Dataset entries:
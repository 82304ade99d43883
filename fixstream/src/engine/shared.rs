//! State shared between the engine handle and its worker thread.

use std::sync::atomic::AtomicBool;
use std::time::Duration;

use parking_lot::{Mutex, RwLock};
use tracing::{debug, warn};

use super::gate::WorkerSignals;
use super::interpreter::Interpreter;
use super::lifecycle::{EngineState, SyncRoot};
use super::notify::{Notification, Notifier};
use super::reconnect::ReconnectCounter;
use super::recording::Recorder;
use crate::config::EngineConfig;
use crate::device::{Device, DeviceLocator};
use crate::filter::PrecisionFilter;
use crate::model::DecodedState;

pub(crate) struct Shared {
    pub(crate) state: RwLock<EngineState>,
    pub(crate) sync_root: SyncRoot,
    pub(crate) config: RwLock<EngineConfig>,
    pub(crate) model: RwLock<DecodedState>,

    pub(crate) device: Mutex<Option<Box<dyn Device>>>,
    pub(crate) device_name: RwLock<Option<String>>,
    /// Whether the current device came from the locator (and so should be
    /// located afresh when reconnecting).
    pub(crate) located: AtomicBool,
    pub(crate) locator: Mutex<Option<Box<dyn DeviceLocator>>>,

    pub(crate) interpreter: Mutex<Box<dyn Interpreter>>,
    pub(crate) filter: Mutex<Box<dyn PrecisionFilter>>,

    /// Recording sink, under its own lock.
    pub(crate) recorder: Mutex<Option<Recorder>>,
    pub(crate) notifier: Notifier,
    pub(crate) reconnect: ReconnectCounter,
}

impl Shared {
    pub(crate) fn new(
        interpreter: Box<dyn Interpreter>,
        locator: Option<Box<dyn DeviceLocator>>,
        filter: Box<dyn PrecisionFilter>,
        config: EngineConfig,
    ) -> Self {
        Self {
            state: RwLock::new(EngineState::Stopped),
            sync_root: SyncRoot::default(),
            notifier: Notifier::new(config.notification_capacity()),
            config: RwLock::new(config),
            model: RwLock::new(DecodedState::new()),
            device: Mutex::new(None),
            device_name: RwLock::new(None),
            located: AtomicBool::new(false),
            locator: Mutex::new(locator),
            interpreter: Mutex::new(interpreter),
            filter: Mutex::new(filter),
            recorder: Mutex::new(None),
            reconnect: ReconnectCounter::default(),
        }
    }

    pub(crate) fn state(&self) -> EngineState {
        *self.state.read()
    }

    /// Set the state. `Disposed` is terminal.
    pub(crate) fn set_state(&self, to: EngineState) {
        let mut state = self.state.write();
        if *state != EngineState::Disposed {
            *state = to;
        }
    }

    /// Transition requested by a worker. Ignored once the worker has been
    /// cancelled, so an abandoned or stopping worker never overwrites the
    /// command's state. A paused engine stays paused.
    pub(crate) fn worker_transition(&self, signals: &WorkerSignals, to: EngineState) -> bool {
        let mut state = self.state.write();
        if signals.is_cancelled() {
            return false;
        }
        if !matches!(*state, EngineState::Paused | EngineState::Disposed) {
            *state = to;
        }
        true
    }

    /// A worker giving up leaves the engine stopped, paused or not.
    pub(crate) fn worker_settle(&self, signals: &WorkerSignals) {
        let mut state = self.state.write();
        if !signals.is_cancelled() && *state != EngineState::Disposed {
            *state = EngineState::Stopped;
        }
    }

    pub(crate) fn emit(&self, notification: Notification) {
        self.notifier.emit(notification);
    }

    pub(crate) fn config(&self) -> EngineConfig {
        self.config.read().clone()
    }

    /// Return the model and filter to their initial state.
    pub(crate) fn reinitialize(&self) {
        self.model.write().reset();
        self.filter.lock().reset();
    }

    /// Close the device, waiting at most `timeout` for a worker stuck in a
    /// read to let go of it.
    pub(crate) fn close_device(&self, timeout: Duration) -> bool {
        match self.device.try_lock_for(timeout) {
            Some(mut slot) => {
                if let Some(device) = slot.as_mut() {
                    device.close();
                    debug!(device = %device.name(), "Device closed");
                }
                true
            }
            None => {
                warn!(
                    timeout_ms = timeout.as_millis() as u64,
                    "Device still held by worker, leaving it open"
                );
                false
            }
        }
    }

    /// Stop recording, flushing the sink. Returns the bytes recorded.
    pub(crate) fn finish_recording(&self) -> Option<u64> {
        let recorder = self.recorder.lock().take()?;
        match recorder.finish() {
            Ok(bytes) => Some(bytes),
            Err(e) => {
                warn!(error = %e, "Failed to flush recording");
                None
            }
        }
    }
}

● PROBLEM REQUIREMENTS
Copy all lines from the data that hold the word "interpreter".

● RESPONSE TO THIS TASK
use super::interpreter::Interpreter;
    pub(crate) interpreter: Mutex<Box<dyn Interpreter>>,
        interpreter: Box<dyn Interpreter>,
            interpreter: Mutex::new(interpreter),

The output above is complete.